Tous les effets personnels de la famille d’Olivier Charbonneau tenaient dans une seule malle achetée à crédit, c’est peu dire.

Puis, de génération en génération — « à la sueur de leur front et à la p’tite graine » — mes ancêtres ont réussi à acquérir un lopin de terre, une maison pour être enfin chez eux et avoir la paix, « la Sainte Paix » comme disait ma grand-mère. Ils se sont ramassé un petit pécule et ont fini par croire en une justice sociale et démocratique.

J’entends grand-maman dire : « Laisse-la parler ». Être respecté et respecter les autres, quoique l’on dise et pense, c’est ce que j’ai appris. Parler politique, s’enflammer, s’obstiner, se comprendre et se raccommoder en riant, en prenant un p’tit coup ensemble, puis s’entendre dire : « C’est l’gros bon sens », c’est ce sang-là qui coule dans mes veines, et j’en suis fière.

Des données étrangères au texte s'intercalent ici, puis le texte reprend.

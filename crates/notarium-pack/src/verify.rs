// SPDX-License-Identifier: PMPL-1.0-or-later
// Copyright (c) 2026 Jonathan D.A. Jewell (hyperpolymath) <jonathan.jewell@open.ac.uk>
//
// Document verification against an expected fingerprint and a timestamp
// token. Checks run in a fixed order: content, token structure, imprint.

use notarium_core::error::{NotariumError, ProtocolReason, Result};
use notarium_core::types::Fingerprint;
use notarium_security::integrity::digest;
use notarium_timestamp::codec::parse_token;
use serde::Serialize;
use tracing::{debug, instrument, warn};

use crate::builder::AuditPack;

/// Outcome of verifying a document.
#[derive(Debug, Clone, PartialEq, Eq, Serialize)]
#[serde(tag = "verdict", rename_all = "snake_case")]
pub enum Verdict {
    Valid,
    /// The document bytes do not hash to the expected fingerprint.
    ContentMismatch {
        expected: Fingerprint,
        actual: Fingerprint,
    },
    /// The token attests a different fingerprint than the document's.
    TimestampMismatch {
        attested: Fingerprint,
        actual: Fingerprint,
    },
    /// The token bytes are not a well-formed timestamp token.
    TokenInvalid { reason: String },
}

impl Verdict {
    pub fn is_valid(&self) -> bool {
        matches!(self, Verdict::Valid)
    }

    pub fn into_result(self) -> Result<()> {
        match self {
            Verdict::Valid => Ok(()),
            Verdict::ContentMismatch { expected, actual } => Err(NotariumError::IntegrityMismatch {
                expected: expected.to_hex(),
                actual: actual.to_hex(),
            }),
            Verdict::TimestampMismatch { attested, actual } => Err(NotariumError::protocol(
                ProtocolReason::ImprintMismatch,
                format!("token attests {attested}, document is {actual}"),
            )),
            Verdict::TokenInvalid { reason } => Err(NotariumError::protocol(
                ProtocolReason::MalformedDer,
                reason,
            )),
        }
    }
}

/// Verify `document` against `expected` and the DER token `token_der`.
#[instrument(skip_all, fields(expected = %expected, len = document.len()))]
pub fn verify(document: &[u8], expected: &Fingerprint, token_der: &[u8]) -> Verdict {
    let actual = digest(document);
    if &actual != expected {
        warn!(actual = %actual, "document content does not match expected fingerprint");
        return Verdict::ContentMismatch {
            expected: *expected,
            actual,
        };
    }

    let token = match parse_token(token_der) {
        Ok(token) => token,
        Err(e) => {
            warn!(error = %e, "timestamp token rejected");
            return Verdict::TokenInvalid {
                reason: e.to_string(),
            };
        }
    };

    if token.imprint() != &actual {
        warn!(attested = %token.imprint(), "token attests a different fingerprint");
        return Verdict::TimestampMismatch {
            attested: *token.imprint(),
            actual,
        };
    }

    debug!(serial = token.serial(), "document verified");
    Verdict::Valid
}

/// Verify `document` against the fingerprint and token recorded in `pack`.
pub fn verify_pack(pack: &AuditPack, document: &[u8]) -> Verdict {
    verify(
        document,
        pack.document_fingerprint(),
        pack.timestamp_token().as_der(),
    )
}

Aujourd’hui, je suis triste. Je me sens piétinée et brisée en dedans. Par une force hypocrite, la loi 106 vient extirper ce droit chèrement acquis de vivre en paix chez moi, ce sentiment de sécurité profondément ancré dans mon ADN.

En plus de bafouer la démocratie québécoise en utilisant le bâillon pour faire adopter cette loi ignoble, en la promulguant le gouvernement Couillard donne aux grosses compagnies un accès sans limites pour s’installer et forer chez nous (sur nos terres et terrains) sans notre permission. L’impensable est arrivé !

C’est railler et jeter aux ordures notre histoire et les rêves de la nation québécoise que ce soit celle des premières nations, de nos ancêtres et de tous ceux qui se sont joints à l’aventure au fur et à mesure.

Au nom de ceux et celles qui se sont battu-es, et ce, « de tous bords tous côtés », au nom de nos acquis politiques et sociaux et au nom du patrimoine que je veux léguer à mes enfants et à mes petits-enfants, je n’ai pas le droit de baisser les bras, de me laisser « manger la laine sur le dos ». Selon moi, il faut en parler, dénoncer, décrier cette loi encore et encore, jusqu’à ce que justice soit faite.

Il n’y a pas et il n’y aura jamais d’acceptabilité sociale dans cette loi. Vous avez fait une grosse, une très grosse erreur, M. Couillard !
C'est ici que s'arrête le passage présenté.